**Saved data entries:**
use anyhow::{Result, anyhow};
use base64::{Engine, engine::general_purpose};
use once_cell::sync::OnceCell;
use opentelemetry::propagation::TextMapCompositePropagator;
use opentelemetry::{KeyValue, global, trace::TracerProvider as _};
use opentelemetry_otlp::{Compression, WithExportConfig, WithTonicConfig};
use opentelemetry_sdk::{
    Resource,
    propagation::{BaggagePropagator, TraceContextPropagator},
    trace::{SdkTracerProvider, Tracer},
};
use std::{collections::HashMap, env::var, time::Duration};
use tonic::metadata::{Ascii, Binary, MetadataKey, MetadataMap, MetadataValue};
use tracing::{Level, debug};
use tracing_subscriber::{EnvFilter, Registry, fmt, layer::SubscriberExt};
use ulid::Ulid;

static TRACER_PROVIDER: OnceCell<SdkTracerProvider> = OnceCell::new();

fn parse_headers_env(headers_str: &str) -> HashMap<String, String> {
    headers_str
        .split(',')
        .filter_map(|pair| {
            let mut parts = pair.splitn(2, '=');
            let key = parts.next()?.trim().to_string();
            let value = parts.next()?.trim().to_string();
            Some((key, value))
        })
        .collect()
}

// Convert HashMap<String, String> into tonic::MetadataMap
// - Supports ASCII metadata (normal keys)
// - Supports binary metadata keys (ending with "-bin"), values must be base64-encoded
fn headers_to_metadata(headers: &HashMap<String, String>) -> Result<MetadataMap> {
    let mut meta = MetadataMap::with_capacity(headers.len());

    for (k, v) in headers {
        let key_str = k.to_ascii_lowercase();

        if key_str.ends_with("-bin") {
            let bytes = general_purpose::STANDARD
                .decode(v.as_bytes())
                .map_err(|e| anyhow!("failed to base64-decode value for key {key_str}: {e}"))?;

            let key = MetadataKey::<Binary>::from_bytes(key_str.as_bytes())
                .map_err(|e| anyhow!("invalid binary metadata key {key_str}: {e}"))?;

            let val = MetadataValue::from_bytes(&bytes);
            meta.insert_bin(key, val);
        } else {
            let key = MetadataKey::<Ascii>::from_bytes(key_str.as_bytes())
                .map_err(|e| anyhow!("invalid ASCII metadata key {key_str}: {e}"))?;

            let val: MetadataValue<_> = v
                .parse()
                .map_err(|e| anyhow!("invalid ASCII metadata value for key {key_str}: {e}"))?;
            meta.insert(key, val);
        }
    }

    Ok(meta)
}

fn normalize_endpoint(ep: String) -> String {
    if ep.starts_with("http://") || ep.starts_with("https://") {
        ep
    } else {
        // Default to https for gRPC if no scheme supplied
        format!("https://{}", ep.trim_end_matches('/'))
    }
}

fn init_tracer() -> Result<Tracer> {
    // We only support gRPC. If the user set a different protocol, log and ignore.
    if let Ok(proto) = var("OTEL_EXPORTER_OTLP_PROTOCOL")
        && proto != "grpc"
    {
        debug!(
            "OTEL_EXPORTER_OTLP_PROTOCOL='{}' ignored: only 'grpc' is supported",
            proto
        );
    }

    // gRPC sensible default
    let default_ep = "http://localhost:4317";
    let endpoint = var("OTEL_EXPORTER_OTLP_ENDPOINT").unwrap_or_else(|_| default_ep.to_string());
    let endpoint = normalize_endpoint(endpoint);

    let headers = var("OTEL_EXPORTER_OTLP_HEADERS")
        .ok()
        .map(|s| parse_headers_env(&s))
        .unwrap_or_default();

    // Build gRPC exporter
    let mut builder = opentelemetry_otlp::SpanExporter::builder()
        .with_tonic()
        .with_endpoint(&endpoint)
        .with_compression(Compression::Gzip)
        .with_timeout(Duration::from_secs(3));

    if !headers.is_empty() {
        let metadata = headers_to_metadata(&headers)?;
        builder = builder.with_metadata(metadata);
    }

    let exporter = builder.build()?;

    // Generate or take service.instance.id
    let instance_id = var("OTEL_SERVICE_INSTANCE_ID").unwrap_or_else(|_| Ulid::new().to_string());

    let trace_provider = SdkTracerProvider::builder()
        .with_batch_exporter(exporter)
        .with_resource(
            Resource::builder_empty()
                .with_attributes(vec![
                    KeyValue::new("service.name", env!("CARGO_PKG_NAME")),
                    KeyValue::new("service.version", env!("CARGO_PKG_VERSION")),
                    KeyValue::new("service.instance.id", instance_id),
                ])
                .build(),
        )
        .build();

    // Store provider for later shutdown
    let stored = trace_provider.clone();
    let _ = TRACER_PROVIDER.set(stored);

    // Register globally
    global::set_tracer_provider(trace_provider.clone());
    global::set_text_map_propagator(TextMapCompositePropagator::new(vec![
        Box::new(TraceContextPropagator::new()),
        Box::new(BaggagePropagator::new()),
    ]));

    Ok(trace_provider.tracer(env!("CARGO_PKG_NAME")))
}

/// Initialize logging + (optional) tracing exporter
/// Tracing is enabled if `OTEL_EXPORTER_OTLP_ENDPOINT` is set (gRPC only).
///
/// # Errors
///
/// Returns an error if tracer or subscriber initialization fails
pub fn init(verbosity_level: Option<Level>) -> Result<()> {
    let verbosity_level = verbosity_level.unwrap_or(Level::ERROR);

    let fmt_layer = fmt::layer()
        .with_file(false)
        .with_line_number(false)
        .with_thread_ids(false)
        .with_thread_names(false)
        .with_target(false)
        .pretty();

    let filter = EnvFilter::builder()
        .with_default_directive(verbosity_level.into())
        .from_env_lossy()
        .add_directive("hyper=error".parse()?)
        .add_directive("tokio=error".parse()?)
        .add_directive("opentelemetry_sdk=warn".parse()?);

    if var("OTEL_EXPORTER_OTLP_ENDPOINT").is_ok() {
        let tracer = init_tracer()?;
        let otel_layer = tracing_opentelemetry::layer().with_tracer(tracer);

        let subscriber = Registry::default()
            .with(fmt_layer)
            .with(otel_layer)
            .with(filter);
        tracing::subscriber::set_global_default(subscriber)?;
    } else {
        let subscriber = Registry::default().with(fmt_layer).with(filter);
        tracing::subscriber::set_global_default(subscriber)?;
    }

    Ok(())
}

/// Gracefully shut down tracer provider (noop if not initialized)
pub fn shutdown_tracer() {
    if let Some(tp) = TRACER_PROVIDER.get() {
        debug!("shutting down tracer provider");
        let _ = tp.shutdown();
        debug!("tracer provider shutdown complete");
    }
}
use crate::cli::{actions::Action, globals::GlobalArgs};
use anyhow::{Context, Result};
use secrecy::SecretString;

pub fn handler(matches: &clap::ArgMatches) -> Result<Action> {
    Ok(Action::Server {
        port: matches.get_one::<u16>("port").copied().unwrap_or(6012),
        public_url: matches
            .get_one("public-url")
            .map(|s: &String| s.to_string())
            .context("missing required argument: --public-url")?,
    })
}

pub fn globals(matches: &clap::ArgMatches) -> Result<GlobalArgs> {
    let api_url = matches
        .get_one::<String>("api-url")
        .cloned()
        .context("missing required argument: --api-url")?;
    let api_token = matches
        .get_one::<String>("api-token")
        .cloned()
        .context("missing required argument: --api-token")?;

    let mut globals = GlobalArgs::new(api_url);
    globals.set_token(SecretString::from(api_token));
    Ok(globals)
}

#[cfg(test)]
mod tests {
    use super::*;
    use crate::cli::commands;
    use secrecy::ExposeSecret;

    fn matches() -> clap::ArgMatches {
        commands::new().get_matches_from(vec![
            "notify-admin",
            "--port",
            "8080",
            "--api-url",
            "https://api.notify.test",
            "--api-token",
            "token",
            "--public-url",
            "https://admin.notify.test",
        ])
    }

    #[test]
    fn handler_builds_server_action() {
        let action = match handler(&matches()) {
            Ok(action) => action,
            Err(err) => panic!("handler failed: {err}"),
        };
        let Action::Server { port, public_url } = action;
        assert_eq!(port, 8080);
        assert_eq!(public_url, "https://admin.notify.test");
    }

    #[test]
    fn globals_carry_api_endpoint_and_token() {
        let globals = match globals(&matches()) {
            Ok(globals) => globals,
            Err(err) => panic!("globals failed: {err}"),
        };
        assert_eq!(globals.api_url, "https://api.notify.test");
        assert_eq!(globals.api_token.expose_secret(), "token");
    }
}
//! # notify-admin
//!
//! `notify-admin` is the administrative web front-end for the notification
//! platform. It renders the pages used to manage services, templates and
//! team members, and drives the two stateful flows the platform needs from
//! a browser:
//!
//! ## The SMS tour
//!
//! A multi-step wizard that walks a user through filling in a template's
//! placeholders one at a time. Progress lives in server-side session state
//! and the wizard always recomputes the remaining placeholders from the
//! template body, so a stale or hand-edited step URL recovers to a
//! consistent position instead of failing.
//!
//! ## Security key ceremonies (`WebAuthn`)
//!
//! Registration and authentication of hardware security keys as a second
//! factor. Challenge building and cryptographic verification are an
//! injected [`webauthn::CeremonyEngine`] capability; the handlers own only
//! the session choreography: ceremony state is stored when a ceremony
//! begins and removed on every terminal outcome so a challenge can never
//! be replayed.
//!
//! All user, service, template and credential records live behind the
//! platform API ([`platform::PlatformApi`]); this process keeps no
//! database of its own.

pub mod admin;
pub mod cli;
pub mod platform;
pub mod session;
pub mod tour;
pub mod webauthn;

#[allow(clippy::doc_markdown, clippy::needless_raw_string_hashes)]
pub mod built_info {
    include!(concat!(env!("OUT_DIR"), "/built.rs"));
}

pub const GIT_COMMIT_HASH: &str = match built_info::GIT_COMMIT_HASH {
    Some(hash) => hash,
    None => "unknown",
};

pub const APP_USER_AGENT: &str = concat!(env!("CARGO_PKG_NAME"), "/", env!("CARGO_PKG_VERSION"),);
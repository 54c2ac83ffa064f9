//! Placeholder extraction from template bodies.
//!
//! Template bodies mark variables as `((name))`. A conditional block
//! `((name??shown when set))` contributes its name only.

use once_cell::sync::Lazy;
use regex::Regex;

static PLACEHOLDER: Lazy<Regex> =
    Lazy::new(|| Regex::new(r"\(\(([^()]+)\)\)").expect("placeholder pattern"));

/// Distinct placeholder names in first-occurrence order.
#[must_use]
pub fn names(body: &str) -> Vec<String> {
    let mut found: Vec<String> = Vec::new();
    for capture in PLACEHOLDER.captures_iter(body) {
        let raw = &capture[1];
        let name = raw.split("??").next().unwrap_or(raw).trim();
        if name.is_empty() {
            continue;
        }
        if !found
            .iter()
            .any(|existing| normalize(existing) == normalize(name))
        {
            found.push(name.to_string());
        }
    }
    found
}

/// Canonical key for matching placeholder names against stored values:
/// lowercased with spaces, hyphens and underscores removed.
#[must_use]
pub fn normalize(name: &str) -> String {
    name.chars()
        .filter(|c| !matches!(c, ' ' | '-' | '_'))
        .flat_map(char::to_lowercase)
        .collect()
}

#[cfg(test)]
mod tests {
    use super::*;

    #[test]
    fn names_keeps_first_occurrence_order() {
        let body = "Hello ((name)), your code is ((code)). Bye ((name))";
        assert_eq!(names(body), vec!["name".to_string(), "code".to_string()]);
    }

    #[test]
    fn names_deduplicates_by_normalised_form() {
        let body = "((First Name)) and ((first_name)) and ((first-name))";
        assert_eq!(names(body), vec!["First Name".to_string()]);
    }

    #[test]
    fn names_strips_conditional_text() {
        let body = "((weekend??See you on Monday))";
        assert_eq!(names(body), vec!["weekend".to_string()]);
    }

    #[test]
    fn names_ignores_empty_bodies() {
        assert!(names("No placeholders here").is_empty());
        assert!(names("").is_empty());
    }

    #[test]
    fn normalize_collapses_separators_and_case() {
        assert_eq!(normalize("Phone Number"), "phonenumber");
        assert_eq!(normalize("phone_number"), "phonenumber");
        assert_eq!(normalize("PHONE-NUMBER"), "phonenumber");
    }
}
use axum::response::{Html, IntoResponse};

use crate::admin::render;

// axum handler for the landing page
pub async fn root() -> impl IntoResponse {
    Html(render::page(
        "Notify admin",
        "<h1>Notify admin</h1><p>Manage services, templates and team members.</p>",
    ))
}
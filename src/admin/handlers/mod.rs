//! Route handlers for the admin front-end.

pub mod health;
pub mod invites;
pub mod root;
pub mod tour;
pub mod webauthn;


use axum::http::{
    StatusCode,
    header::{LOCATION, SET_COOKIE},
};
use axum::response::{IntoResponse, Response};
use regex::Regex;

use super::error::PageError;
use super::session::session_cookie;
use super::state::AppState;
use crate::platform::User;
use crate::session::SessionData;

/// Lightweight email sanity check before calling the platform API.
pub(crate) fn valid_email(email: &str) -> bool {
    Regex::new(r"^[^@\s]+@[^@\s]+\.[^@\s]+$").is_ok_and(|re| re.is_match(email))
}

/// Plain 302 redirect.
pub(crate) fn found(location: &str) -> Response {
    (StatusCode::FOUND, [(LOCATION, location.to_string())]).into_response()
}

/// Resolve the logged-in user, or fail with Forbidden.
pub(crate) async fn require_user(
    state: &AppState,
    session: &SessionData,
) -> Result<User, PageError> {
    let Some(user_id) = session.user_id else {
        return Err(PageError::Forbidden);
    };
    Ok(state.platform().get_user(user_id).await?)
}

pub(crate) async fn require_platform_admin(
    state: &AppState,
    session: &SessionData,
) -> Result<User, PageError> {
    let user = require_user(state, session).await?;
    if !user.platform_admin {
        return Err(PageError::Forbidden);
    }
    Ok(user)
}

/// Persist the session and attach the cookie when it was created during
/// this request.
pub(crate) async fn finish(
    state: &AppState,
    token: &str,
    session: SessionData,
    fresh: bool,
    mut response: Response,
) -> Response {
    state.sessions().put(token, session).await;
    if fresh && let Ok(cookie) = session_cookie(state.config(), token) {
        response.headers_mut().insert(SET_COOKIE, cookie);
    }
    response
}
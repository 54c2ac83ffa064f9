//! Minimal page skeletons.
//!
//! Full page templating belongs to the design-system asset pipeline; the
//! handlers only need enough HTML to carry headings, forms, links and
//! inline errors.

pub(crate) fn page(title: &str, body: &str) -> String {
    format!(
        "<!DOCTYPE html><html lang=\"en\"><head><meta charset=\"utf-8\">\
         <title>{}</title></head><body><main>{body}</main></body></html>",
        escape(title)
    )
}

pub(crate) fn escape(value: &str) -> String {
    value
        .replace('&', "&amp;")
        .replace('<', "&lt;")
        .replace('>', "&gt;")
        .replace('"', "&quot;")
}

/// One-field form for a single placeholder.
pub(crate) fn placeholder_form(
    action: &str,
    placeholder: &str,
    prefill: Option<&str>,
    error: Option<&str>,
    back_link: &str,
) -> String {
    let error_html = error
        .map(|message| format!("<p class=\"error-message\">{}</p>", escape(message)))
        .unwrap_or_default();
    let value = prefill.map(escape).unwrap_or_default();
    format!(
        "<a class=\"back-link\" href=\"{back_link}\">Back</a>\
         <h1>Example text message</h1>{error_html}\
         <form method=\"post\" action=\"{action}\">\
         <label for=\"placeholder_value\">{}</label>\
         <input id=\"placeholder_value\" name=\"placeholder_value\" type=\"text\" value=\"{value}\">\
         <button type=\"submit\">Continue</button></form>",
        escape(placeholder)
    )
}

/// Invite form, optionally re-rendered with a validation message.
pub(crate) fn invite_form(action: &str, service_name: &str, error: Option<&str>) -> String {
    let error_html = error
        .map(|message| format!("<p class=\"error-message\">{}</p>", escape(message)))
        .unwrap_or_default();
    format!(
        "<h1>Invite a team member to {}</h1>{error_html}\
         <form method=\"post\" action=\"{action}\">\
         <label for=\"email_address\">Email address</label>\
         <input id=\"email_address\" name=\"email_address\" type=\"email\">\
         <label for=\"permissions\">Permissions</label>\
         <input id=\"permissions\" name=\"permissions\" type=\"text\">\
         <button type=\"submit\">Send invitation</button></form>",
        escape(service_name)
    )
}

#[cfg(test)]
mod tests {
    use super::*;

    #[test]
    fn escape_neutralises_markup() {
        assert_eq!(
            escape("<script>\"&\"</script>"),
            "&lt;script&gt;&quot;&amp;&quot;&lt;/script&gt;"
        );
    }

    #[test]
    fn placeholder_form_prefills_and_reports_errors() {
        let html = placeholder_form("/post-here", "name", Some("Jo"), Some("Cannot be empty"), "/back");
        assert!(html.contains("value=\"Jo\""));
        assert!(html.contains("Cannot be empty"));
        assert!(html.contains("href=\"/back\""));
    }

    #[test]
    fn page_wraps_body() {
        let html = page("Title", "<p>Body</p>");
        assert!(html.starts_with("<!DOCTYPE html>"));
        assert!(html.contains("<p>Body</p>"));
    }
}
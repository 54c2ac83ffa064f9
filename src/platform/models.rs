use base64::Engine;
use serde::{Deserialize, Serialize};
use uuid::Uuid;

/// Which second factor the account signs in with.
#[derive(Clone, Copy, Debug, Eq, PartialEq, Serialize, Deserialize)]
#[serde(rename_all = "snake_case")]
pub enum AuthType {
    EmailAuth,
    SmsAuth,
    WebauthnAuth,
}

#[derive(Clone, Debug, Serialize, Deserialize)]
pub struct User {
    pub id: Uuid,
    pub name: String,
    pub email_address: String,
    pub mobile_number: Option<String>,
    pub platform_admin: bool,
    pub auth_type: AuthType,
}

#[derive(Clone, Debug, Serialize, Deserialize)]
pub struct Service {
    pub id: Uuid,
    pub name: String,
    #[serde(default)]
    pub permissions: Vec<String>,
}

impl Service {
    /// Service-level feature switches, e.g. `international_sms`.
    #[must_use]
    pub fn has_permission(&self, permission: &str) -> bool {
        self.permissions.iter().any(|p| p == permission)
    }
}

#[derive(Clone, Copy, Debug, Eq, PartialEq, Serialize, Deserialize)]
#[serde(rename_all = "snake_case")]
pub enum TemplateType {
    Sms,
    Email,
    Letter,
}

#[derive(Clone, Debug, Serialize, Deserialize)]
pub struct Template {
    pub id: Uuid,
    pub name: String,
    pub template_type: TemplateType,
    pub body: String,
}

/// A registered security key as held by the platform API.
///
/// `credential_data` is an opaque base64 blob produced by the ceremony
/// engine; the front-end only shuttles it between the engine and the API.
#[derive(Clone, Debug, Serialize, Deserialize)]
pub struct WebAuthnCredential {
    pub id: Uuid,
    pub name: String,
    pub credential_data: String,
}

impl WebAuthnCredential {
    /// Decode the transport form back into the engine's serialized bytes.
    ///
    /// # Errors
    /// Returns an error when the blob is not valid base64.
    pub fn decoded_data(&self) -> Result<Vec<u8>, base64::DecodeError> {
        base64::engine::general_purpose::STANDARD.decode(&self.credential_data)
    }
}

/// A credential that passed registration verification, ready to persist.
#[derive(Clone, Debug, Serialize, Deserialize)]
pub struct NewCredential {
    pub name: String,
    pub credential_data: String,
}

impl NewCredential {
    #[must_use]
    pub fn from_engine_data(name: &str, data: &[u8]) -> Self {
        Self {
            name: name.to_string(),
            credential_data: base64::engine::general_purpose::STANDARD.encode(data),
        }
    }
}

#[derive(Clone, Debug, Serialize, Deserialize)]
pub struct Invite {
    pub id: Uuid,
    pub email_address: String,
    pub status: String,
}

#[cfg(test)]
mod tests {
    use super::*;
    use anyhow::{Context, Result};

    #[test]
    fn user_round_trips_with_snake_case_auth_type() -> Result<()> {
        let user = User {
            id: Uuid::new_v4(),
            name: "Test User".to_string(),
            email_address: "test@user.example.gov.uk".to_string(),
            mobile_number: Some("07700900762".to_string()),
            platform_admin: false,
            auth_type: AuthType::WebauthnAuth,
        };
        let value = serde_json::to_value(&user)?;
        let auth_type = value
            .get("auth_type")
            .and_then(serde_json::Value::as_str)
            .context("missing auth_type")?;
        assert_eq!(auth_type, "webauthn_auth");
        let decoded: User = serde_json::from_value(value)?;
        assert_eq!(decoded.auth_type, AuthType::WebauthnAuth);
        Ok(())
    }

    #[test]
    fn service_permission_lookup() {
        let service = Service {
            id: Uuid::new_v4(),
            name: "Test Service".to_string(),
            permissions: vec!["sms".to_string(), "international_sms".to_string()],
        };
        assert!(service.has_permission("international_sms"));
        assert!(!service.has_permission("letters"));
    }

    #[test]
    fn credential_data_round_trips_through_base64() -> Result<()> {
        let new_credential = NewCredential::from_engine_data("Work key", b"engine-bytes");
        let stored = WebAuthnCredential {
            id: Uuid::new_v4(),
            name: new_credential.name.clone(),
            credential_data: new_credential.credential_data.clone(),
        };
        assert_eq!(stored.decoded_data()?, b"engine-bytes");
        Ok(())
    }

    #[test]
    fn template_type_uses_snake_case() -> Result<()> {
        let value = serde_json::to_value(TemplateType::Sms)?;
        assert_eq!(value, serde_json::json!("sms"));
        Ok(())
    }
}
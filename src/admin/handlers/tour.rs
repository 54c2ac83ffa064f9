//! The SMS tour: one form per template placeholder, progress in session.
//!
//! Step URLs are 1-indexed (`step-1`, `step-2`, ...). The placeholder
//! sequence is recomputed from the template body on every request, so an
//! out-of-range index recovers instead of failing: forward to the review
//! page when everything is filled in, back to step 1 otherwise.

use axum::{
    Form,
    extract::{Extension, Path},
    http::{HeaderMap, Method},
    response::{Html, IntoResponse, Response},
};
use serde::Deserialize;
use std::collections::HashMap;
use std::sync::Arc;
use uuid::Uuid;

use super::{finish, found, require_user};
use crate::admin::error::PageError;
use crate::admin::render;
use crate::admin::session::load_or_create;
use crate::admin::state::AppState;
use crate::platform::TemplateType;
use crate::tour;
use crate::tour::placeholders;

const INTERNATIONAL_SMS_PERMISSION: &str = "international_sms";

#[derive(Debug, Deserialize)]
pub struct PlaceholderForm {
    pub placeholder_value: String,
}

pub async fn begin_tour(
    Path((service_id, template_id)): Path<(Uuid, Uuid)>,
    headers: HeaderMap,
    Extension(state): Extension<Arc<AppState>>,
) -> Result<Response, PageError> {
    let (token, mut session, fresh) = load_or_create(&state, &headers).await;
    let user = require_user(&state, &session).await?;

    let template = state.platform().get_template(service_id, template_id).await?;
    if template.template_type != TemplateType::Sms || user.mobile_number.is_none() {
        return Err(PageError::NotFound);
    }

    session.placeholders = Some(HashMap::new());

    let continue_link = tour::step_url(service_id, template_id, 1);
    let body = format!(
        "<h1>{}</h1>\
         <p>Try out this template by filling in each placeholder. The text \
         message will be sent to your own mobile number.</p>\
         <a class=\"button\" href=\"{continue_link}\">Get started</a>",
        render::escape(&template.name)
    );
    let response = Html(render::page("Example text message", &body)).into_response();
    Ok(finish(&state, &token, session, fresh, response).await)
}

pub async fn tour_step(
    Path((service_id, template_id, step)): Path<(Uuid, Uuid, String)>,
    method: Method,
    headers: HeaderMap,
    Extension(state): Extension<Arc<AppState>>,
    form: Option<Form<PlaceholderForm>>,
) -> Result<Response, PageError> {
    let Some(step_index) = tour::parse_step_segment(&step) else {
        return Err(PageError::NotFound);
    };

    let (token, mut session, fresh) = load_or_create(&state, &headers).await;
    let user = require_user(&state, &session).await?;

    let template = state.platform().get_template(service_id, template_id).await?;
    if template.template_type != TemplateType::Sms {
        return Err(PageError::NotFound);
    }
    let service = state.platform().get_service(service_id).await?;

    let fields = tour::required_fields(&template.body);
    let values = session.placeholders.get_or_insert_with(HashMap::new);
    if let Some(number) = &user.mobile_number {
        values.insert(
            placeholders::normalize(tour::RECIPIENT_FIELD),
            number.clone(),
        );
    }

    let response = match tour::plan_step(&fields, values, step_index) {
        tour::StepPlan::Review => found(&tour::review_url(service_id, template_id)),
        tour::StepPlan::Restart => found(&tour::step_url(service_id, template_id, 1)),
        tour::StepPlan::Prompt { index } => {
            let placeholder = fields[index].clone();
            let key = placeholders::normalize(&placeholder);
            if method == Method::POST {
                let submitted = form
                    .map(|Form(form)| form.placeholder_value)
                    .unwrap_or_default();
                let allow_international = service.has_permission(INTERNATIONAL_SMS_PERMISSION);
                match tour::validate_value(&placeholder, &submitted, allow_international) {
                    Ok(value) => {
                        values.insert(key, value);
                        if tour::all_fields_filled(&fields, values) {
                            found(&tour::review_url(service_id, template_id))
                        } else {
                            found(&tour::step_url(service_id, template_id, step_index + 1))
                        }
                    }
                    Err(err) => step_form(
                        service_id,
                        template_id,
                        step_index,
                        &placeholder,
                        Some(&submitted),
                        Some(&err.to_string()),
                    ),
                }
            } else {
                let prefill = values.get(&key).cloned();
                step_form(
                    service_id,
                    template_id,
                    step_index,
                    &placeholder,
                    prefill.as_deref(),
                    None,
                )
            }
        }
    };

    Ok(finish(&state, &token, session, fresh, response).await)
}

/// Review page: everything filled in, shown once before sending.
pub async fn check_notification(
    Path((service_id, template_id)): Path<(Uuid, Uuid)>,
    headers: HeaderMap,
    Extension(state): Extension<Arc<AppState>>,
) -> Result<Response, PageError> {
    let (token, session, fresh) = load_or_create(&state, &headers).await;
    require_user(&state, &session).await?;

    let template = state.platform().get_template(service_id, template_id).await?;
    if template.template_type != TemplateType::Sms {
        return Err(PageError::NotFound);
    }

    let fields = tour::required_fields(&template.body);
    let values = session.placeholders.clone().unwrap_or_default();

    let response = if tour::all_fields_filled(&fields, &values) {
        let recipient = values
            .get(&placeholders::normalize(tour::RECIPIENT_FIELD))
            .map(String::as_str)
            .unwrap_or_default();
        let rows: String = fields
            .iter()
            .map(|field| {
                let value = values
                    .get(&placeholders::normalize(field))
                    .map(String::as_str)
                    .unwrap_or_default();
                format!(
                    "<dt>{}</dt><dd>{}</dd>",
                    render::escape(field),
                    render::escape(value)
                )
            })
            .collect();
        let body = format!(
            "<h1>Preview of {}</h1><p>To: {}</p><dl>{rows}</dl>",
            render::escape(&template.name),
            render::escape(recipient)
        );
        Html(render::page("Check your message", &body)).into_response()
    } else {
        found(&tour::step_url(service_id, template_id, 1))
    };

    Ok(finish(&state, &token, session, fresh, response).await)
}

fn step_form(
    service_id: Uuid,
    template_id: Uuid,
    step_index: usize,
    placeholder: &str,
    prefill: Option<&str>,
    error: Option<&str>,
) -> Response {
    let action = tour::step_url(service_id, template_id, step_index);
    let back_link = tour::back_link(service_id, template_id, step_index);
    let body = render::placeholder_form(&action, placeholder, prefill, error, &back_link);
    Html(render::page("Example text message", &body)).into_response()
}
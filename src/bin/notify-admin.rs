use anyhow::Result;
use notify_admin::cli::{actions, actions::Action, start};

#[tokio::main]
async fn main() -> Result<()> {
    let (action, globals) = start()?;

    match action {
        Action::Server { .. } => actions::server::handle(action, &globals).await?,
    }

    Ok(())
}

**Exercise details:**
For this exercise, output exactly the lines above from the line with "use crate::cli::commands;" to the line with "let action = match", counting both, and leave out the rest.

**Solved problem:**
    use crate::cli::commands;
    use secrecy::ExposeSecret;

    fn matches() -> clap::ArgMatches {
        commands::new().get_matches_from(vec![
            "notify-admin",
            "--port",
            "8080",
            "--api-url",
            "https://api.notify.test",
            "--api-token",
            "token",
            "--public-url",
            "https://admin.notify.test",
        ])
    }

    #[test]
    fn handler_builds_server_action() {
        let action = match handler(&matches()) {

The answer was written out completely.